Elsa Conde-Disla, María José González-Olmo, Marta Olmos-Valverde, Ana Ruiz-Guillén, Martín Romero Maroto

Background: Pain during orthodontic debonding is a common clinical concern. Although previous studies have mainly focused on mechanical approaches to reduce discomfort, the influence of emotional characteristics of patients on pain perception remains insufficiently explored. In this study, we aimed to evaluate the association between pain perception, emotional affect, and anxiety during orthodontic bracket removal using different clinical protocols. Methods: A prospective observational comparative study was conducted at Rey Juan Carlos University (Madrid, Spain). A total of 140 orthodontic patients underwent bracket removal according to four routine clinical protocols determined by clinical scheduling: ligated with interocclusal cotton rolls (used for tooth stabilization), non-ligated with cotton rolls, ligated without cotton rolls, and non-ligated without cotton rolls. Pain intensity was assessed using a Visual Analog Scale (VAS) immediately before (T0) and after (T1) bracket removal. Baseline pain (T0) was recorded to control for pre-existing discomfort. Anxiety and emotional affect were measured using the State–Trait Anxiety Inventory (STAI) and the Positive and Negative Affect Schedule (PANAS), respectively. Statistical analyses included ANOVA, factorial ANCOVA adjusted for baseline pain, and multivariable regression models. Results: No significant baseline differences were observed among groups. The highest post-debonding pain scores were found in the group without cotton rolls and without ligatures. ANCOVA revealed a significant main effect of cotton roll use, with lower adjusted pain scores in patients treated with cotton rolls, whereas ligation showed no statistically significant independent effect.

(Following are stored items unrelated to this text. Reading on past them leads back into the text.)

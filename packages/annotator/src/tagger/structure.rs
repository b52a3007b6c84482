//! Structure tag operations.

use crate::config::{is_reserved_attribute, INVISIBLE_MARKER};
use crate::document::Document;
use crate::error::{AnnotatorError, Result};
use crate::events::Event;
use crate::tree::{Element, NodeId, TextRange, Tree};
use crate::types::{Attributes, StructNode};

use super::{find_new_and_deleted_tags, Tagger};

/// Where a new structure tag goes.
#[derive(Debug, Clone, Copy, PartialEq, Eq)]
pub enum Placement {
    /// As the previous sibling of a node.
    Before(NodeId),
    /// As the next sibling of a node.
    After(NodeId),
    /// Wrapping a node.
    Around(NodeId),
    /// Wrapping all children of a node.
    Inside(NodeId),
    /// Wrapping a selection, or at the caret when collapsed.
    Selection(TextRange),
}

/// The tree element bearing a structure id.
fn struct_element(tree: &Tree, id: &str) -> Option<NodeId> {
    tree.elements_with_id(id)
        .into_iter()
        .find(|&node| tree.entity_marker(node).is_none())
}

fn user_attributes(attributes: &Attributes) -> Attributes {
    attributes
        .iter()
        .filter(|(name, _)| !is_reserved_attribute(name))
        .map(|(name, value)| (name.clone(), value.clone()))
        .collect()
}

impl Tagger<'_> {
    fn structural_element(&self, tag: &str, id: &str, attributes: &Attributes, inline_parent: bool) -> Element {
        Element::structural(tag, id)
            .with_attributes(user_attributes(attributes))
            .with_text_allowed(self.schema.can_contain_text(tag))
            .with_inline(inline_parent || !self.schema.is_block_level(tag))
    }

    fn is_inline(tree: &Tree, node: Option<NodeId>) -> bool {
        node.and_then(|node| tree.element(node)).is_some_and(|el| el.inline)
    }

    /// Insert a new structure tag and register it.
    ///
    /// An `xml:id` attribute becomes the tag's id; otherwise a fresh one
    /// is generated. Empty tags get an invisible placeholder so the caret
    /// can enter them.
    pub fn add_structure_tag(
        &mut self,
        document: &mut Document,
        tree: &mut Tree,
        tag: &str,
        attributes: &Attributes,
        placement: Placement,
    ) -> Result<String> {
        self.transaction();
        let id = match attributes.get("xml:id") {
            Some(id) => {
                document.observe_id(id);
                id.clone()
            }
            None => document.next_struct_id(),
        };

        let parent = match placement {
            Placement::Before(node) | Placement::After(node) | Placement::Around(node) => tree.parent(node),
            Placement::Inside(node) => Some(node),
            Placement::Selection(range) => tree.parent(range.start.node),
        };
        let element = self.structural_element(tag, &id, attributes, Self::is_inline(tree, parent));

        match placement {
            Placement::Before(node) | Placement::After(node) => {
                let new = tree.create_element(element);
                tree.append_text(new, INVISIBLE_MARKER.to_string());
                if matches!(placement, Placement::Before(_)) {
                    tree.insert_before(node, new)?;
                } else {
                    tree.insert_after(node, new)?;
                }
            }
            Placement::Around(node) => {
                tree.wrap(node, element)?;
            }
            Placement::Inside(node) => {
                let children = tree.children(node).to_vec();
                let new = tree.create_element(element);
                for child in children {
                    tree.append_child(new, child);
                }
                if tree.children(new).is_empty() {
                    tree.append_text(new, INVISIBLE_MARKER.to_string());
                }
                tree.append_child(node, new);
            }
            Placement::Selection(range) if range.is_collapsed() => {
                let new = tree.create_element(element);
                tree.append_text(new, INVISIBLE_MARKER.to_string());
                tree.insert_at(range.start, new)?;
            }
            Placement::Selection(range) => {
                tree.surround(range.start, range.end, element)?;
            }
        }

        let mut node = StructNode::new(id.clone(), tag);
        node.attributes = user_attributes(attributes);
        node.can_contain_text = self.schema.can_contain_text(tag);
        document.insert_struct(node);
        tracing::debug!(id = %id, tag = %tag, "added structure tag");
        self.events.publish(Event::TagAdded(id.clone()));
        Ok(id)
    }

    /// Change the tag name and attributes of a structure tag.
    ///
    /// A new tag name replaces the element, keeping its children; inside
    /// an inline parent the replacement is forced inline.
    pub fn edit_structure_tag(
        &mut self,
        document: &mut Document,
        tree: &mut Tree,
        id: &str,
        tag: &str,
        attributes: &Attributes,
    ) -> Result<NodeId> {
        let node = struct_element(tree, id).ok_or_else(|| AnnotatorError::UnknownId(id.to_string()))?;
        self.transaction();

        let current_tag = tree.element(node).and_then(|el| el.tag.clone());
        let node = if current_tag.as_deref() == Some(tag) {
            if let Some(element) = tree.element_mut(node) {
                element.attributes = user_attributes(attributes);
            }
            node
        } else {
            let inline_parent = Self::is_inline(tree, tree.parent(node));
            let element = self.structural_element(tag, id, attributes, inline_parent);
            tree.replace_element(node, element)?
        };

        let registered = match document.struct_node_mut(id) {
            Some(registered) => registered,
            None => {
                document.insert_struct(StructNode::new(id, tag));
                document
                    .struct_node_mut(id)
                    .ok_or_else(|| AnnotatorError::UnknownId(id.to_string()))?
            }
        };
        registered.tag_name = tag.to_string();
        registered.attributes = user_attributes(attributes);
        registered.can_contain_text = self.schema.can_contain_text(tag);
        self.events.publish(Event::TagEdited(id.to_string()));
        Ok(node)
    }

    /// Remove a structure tag, keeping its children unless
    /// `remove_contents` is set.
    ///
    /// Entities whose fragments disappear with the contents are moved to
    /// the deletion log.
    pub fn remove_structure_tag(
        &mut self,
        document: &mut Document,
        tree: &mut Tree,
        id: &str,
        remove_contents: bool,
    ) -> Result<()> {
        let node = struct_element(tree, id).ok_or_else(|| AnnotatorError::UnknownId(id.to_string()))?;
        self.transaction();
        let parent = tree.parent(node);
        if remove_contents {
            tree.detach(node);
        } else {
            tree.unwrap(node)?;
        }
        if let Some(parent) = parent {
            tree.normalize(parent);
        }
        document.delete_struct(id);
        self.events.publish(Event::TagRemoved(id.to_string()));
        find_new_and_deleted_tags(document, tree, &mut self.events);
        Ok(())
    }

    /// Empty a structure tag, leaving the tag itself in place.
    pub fn remove_structure_tag_contents(&mut self, document: &mut Document, tree: &mut Tree, id: &str) -> Result<()> {
        let node = struct_element(tree, id).ok_or_else(|| AnnotatorError::UnknownId(id.to_string()))?;
        self.transaction();
        tree.remove_children(node);
        tree.append_text(node, INVISIBLE_MARKER.to_string());
        self.events.publish(Event::TagContentsRemoved(id.to_string()));
        find_new_and_deleted_tags(document, tree, &mut self.events);
        Ok(())
    }
}
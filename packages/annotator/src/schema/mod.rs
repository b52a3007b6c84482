//! Schema mapping between entity kinds and document markup.
//!
//! The engine never hard-codes element names. Everything it needs to know
//! about the target markup language goes through [`SchemaMapper`]. The
//! bundled [`Schema`] implementation is loaded from YAML; [`tei`] returns the
//! default TEI mapping.

use std::collections::HashSet;
use std::sync::LazyLock;

use indexmap::IndexMap;
use serde::{Deserialize, Serialize};

use crate::error::Result;
use crate::types::EntityKind;

/// Bundled TEI mapping.
const TEI_YAML: &str = include_str!("tei.yaml");

#[allow(clippy::expect_used)] // Bundled configuration that is guaranteed to be valid
static TEI: LazyLock<Schema> =
    LazyLock::new(|| Schema::from_yaml_str(TEI_YAML).expect("valid bundled schema"));

/// Get the default TEI schema mapping.
#[must_use]
pub fn tei() -> &'static Schema {
    &TEI
}

/// Collaborator answering markup questions for importer, exporter and tagger.
pub trait SchemaMapper: Send + Sync {
    /// Name of the document root element.
    fn root_tag(&self) -> &str;

    /// Element name used to mark up an entity of this kind.
    fn tag_name_for_entity_type(&self, kind: EntityKind) -> &str;

    /// Entity kind declared by an element name, if it is an entity element.
    fn entity_type_for_tag(&self, tag: &str) -> Option<EntityKind>;

    /// Tag recorded on the editor-side wrapper of an entity.
    fn parent_tag_for(&self, kind: EntityKind) -> &str {
        self.tag_name_for_entity_type(kind)
    }

    fn is_block_level(&self, tag: &str) -> bool;

    fn can_contain_text(&self, tag: &str) -> bool;

    /// Child element holding the text an entity wraps (`sic` for corrections).
    fn text_tag_for(&self, _kind: EntityKind) -> Option<&str> {
        None
    }

    /// Child element that distinguishes or carries an entity's payload
    /// (`bibl` for citations, `term` for keywords, `corr` for corrections).
    fn child_tag_for(&self, _kind: EntityKind) -> Option<&str> {
        None
    }

    /// Namespace declarations required on the exported root element.
    fn root_namespaces(&self) -> Vec<(&str, &str)> {
        Vec::new()
    }
}

/// Markup used for one entity kind.
#[derive(Debug, Clone, PartialEq, Eq, Serialize, Deserialize)]
pub struct EntityMapping {
    pub tag: String,
    #[serde(default)]
    pub child: Option<String>,
    #[serde(default)]
    pub text_tag: Option<String>,
    #[serde(default)]
    pub parent: Option<String>,
}

/// YAML-configured schema mapping.
#[derive(Debug, Clone, Serialize, Deserialize)]
pub struct Schema {
    pub name: String,
    pub root: String,
    #[serde(default)]
    pub namespaces: IndexMap<String, String>,
    #[serde(default)]
    pub block_tags: HashSet<String>,
    #[serde(default)]
    pub no_text_tags: HashSet<String>,
    pub entities: IndexMap<EntityKind, EntityMapping>,
}

impl Schema {
    /// Load a schema mapping from YAML.
    ///
    /// # Examples
    /// ```
    /// use standoff_annotator::schema::{Schema, SchemaMapper};
    /// use standoff_annotator::types::EntityKind;
    ///
    /// let schema = Schema::from_yaml_str(
    ///     "name: mini\nroot: doc\nentities:\n  person:\n    tag: name\n",
    /// )
    /// .unwrap();
    /// assert_eq!(schema.tag_name_for_entity_type(EntityKind::Person), "name");
    /// ```
    pub fn from_yaml_str(yaml: &str) -> Result<Self> {
        Ok(serde_yaml_ng::from_str(yaml)?)
    }

    fn mapping(&self, kind: EntityKind) -> Option<&EntityMapping> {
        self.entities.get(&kind)
    }
}

impl SchemaMapper for Schema {
    fn root_tag(&self) -> &str {
        &self.root
    }

    fn tag_name_for_entity_type(&self, kind: EntityKind) -> &str {
        self.mapping(kind)
            .map_or(kind.as_str(), |mapping| mapping.tag.as_str())
    }

    fn entity_type_for_tag(&self, tag: &str) -> Option<EntityKind> {
        // Kinds sharing an element (note, citation, keyword) resolve to the
        // one without a distinguishing child.
        let mut candidates = self
            .entities
            .iter()
            .filter(|(_, mapping)| mapping.tag == tag);
        let first = candidates.clone().next().map(|(kind, _)| *kind);
        candidates
            .find(|(_, mapping)| mapping.child.is_none() || mapping.text_tag.is_some())
            .map(|(kind, _)| *kind)
            .or(first)
    }

    fn parent_tag_for(&self, kind: EntityKind) -> &str {
        match self.mapping(kind) {
            Some(EntityMapping {
                parent: Some(parent),
                ..
            }) => parent.as_str(),
            _ => self.tag_name_for_entity_type(kind),
        }
    }

    fn is_block_level(&self, tag: &str) -> bool {
        self.block_tags.contains(tag)
    }

    fn can_contain_text(&self, tag: &str) -> bool {
        !self.no_text_tags.contains(tag)
    }

    fn text_tag_for(&self, kind: EntityKind) -> Option<&str> {
        self.mapping(kind)?.text_tag.as_deref()
    }

    fn child_tag_for(&self, kind: EntityKind) -> Option<&str> {
        self.mapping(kind)?.child.as_deref()
    }

    fn root_namespaces(&self) -> Vec<(&str, &str)> {
        self.namespaces
            .iter()
            .map(|(name, uri)| (name.as_str(), uri.as_str()))
            .collect()
    }
}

In multivariable regression analyses, baseline pain, age, and negative affect were independently associated with higher post-debonding pain. Conclusions: Within the limitations of a non-randomized design, cotton roll use was associated with lower post-debonding pain, whereas ligation appeared to have a limited influence. Patient-related factors—particularly negative affect, age, and baseline pain—were also associated with pain perception, supporting a biopsychosocial perspective. These findings should be interpreted as exploratory evidence rather than causal effects.